Une approche neuro-psychologique des motivations de l’alpiniste qui s’interroge sur les raisons de sa passion du risque.

On peut être, comme Albert Einstein, scientifique et poète, ou intellectuel et tireur de langue. On peut être, comme Boris Vian, ingénieur et musicien. Bernard Amy a été un ingénieur/chercheur en sciences cognitives, il a été et reste un alpiniste de haut niveau. Il a publié en mars 2020 un ouvrage qui s’installe précisément au croisement des sciences cognitives et de l’alpinisme, ouvrage intitulé Ceux qui vont en montagne, aux Presses Universitaires de Grenoble. Mars 2020 … mauvaise période pour parler d’un livre, le confinement a empêché toute possibilité de rencontre, de présentation et de débat. Et pourtant, ce livre méritait qu’on en parle, et aussi qu’on puisse s’en parler, que les gens en parlent entre eux, et avec l’auteur.

 

Le regard des sciences cognitives

Les sciences cognitives sont un espace riche et essentiel de croisement entre sciences de la vie, sciences de l’homme et sciences de l’information, pour étudier l’intelligence humaine – dans un sens très large de l’ensemble des processus qui nous permettent de nous adapter à notre environnement et de le transformer – sous toutes ses coutures et dans toutes ses acceptions.
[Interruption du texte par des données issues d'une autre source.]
use std::future::Future;
use std::time::Duration;

pub struct RetryConfig {
    pub max_attempts: u32,
    pub initial_delay: Duration,
    pub backoff_factor: f64,
}

impl Default for RetryConfig {
    fn default() -> Self {
        Self {
            max_attempts: 3,
            initial_delay: Duration::from_millis(100),
            backoff_factor: 2.0,
        }
    }
}

/// Runs `f` until it succeeds or `max_attempts` is reached, sleeping between
/// attempts. Used for startup work such as connecting to the database.
pub async fn retry_async<F, Fut, T, E>(config: &RetryConfig, mut f: F) -> Result<T, E>
where
    F: FnMut() -> Fut,
    Fut: Future<Output = Result<T, E>>,
    E: std::fmt::Display,
{
    let max_attempts = config.max_attempts.max(1);
    let mut delay = config.initial_delay;
    let mut attempt = 1;

    loop {
        match f().await {
            Ok(v) => return Ok(v),
            Err(e) if attempt >= max_attempts => return Err(e),
            Err(e) => {
                tracing::warn!(attempt, max_attempts, error = %e, "attempt failed, retrying");
                tokio::time::sleep(delay).await;
                delay = Duration::from_secs_f64(delay.as_secs_f64() * config.backoff_factor);
                attempt += 1;
            }
        }
    }
}

/// `base * 2^(attempt - 1)`, capped at `ceiling`. Attempt numbering starts at 1.
pub fn exponential_delay(base: Duration, attempt: u32, ceiling: Duration) -> Duration {
    let exp = attempt.saturating_sub(1).min(31);
    base.checked_mul(1u32 << exp)
        .map_or(ceiling, |d| d.min(ceiling))
}
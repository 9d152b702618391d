use std::sync::atomic::{AtomicU64, Ordering};
use std::sync::Arc;
use std::time::Instant;

#[derive(Debug, Default)]
pub struct DispatchMetrics {
    alerts_dispatched: AtomicU64,
    deliveries_sent: AtomicU64,
    deliveries_retry_scheduled: AtomicU64,
    deliveries_exhausted: AtomicU64,
    send_timeouts: AtomicU64,
    retries_claimed: AtomicU64,
    escalations: AtomicU64,
    deliveries_purged: AtomicU64,
    send_latency_sum_us: AtomicU64,
    send_latency_count: AtomicU64,
}

impl DispatchMetrics {
    pub fn new() -> Arc<Self> {
        Arc::new(Self::default())
    }

    pub fn inc_alerts_dispatched(&self) {
        self.alerts_dispatched.fetch_add(1, Ordering::Relaxed);
    }

    pub fn inc_deliveries_sent(&self) {
        self.deliveries_sent.fetch_add(1, Ordering::Relaxed);
    }

    pub fn inc_deliveries_retry_scheduled(&self) {
        self.deliveries_retry_scheduled
            .fetch_add(1, Ordering::Relaxed);
    }

    pub fn inc_deliveries_exhausted(&self) {
        self.deliveries_exhausted.fetch_add(1, Ordering::Relaxed);
    }

    pub fn inc_send_timeouts(&self) {
        self.send_timeouts.fetch_add(1, Ordering::Relaxed);
    }

    pub fn inc_retries_claimed(&self) {
        self.retries_claimed.fetch_add(1, Ordering::Relaxed);
    }

    pub fn inc_escalations(&self) {
        self.escalations.fetch_add(1, Ordering::Relaxed);
    }

    pub fn add_deliveries_purged(&self, count: u64) {
        self.deliveries_purged.fetch_add(count, Ordering::Relaxed);
    }

    pub fn record_send_latency(&self, start: Instant) {
        let us = start.elapsed().as_micros() as u64;
        self.send_latency_sum_us.fetch_add(us, Ordering::Relaxed);
        self.send_latency_count.fetch_add(1, Ordering::Relaxed);
    }

    pub fn alerts_dispatched_val(&self) -> u64 {
        self.alerts_dispatched.load(Ordering::Relaxed)
    }

    pub fn deliveries_sent_val(&self) -> u64 {
        self.deliveries_sent.load(Ordering::Relaxed)
    }

    pub fn deliveries_retry_scheduled_val(&self) -> u64 {
        self.deliveries_retry_scheduled.load(Ordering::Relaxed)
    }

    pub fn deliveries_exhausted_val(&self) -> u64 {
        self.deliveries_exhausted.load(Ordering::Relaxed)
    }

    pub fn send_timeouts_val(&self) -> u64 {
        self.send_timeouts.load(Ordering::Relaxed)
    }

    pub fn retries_claimed_val(&self) -> u64 {
        self.retries_claimed.load(Ordering::Relaxed)
    }

    pub fn escalations_val(&self) -> u64 {
        self.escalations.load(Ordering::Relaxed)
    }

    pub fn deliveries_purged_val(&self) -> u64 {
        self.deliveries_purged.load(Ordering::Relaxed)
    }

    pub fn send_latency_vals(&self) -> (u64, u64) {
        (
            self.send_latency_sum_us.load(Ordering::Relaxed),
            self.send_latency_count.load(Ordering::Relaxed),
        )
    }
}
C’est depuis cet espace scientifique interdisciplinaire que Bernard Amy, en véritable chercheur, interroge les pratiques de l’alpinisme, en analysant, dans cet ouvrage de 170 pages sous-titré « psychologie de l’alpiniste et approche du risque », comment certaines données récentes des sciences cognitives et en particulier de la neuropsychologie peuvent aider à mieux comprendre ce qui pousse les alpinistes vers un monde de l'altitude dangereux, vers la fameuse conquête de l'inutile dont il démontre, précisément, la précieuse utilité.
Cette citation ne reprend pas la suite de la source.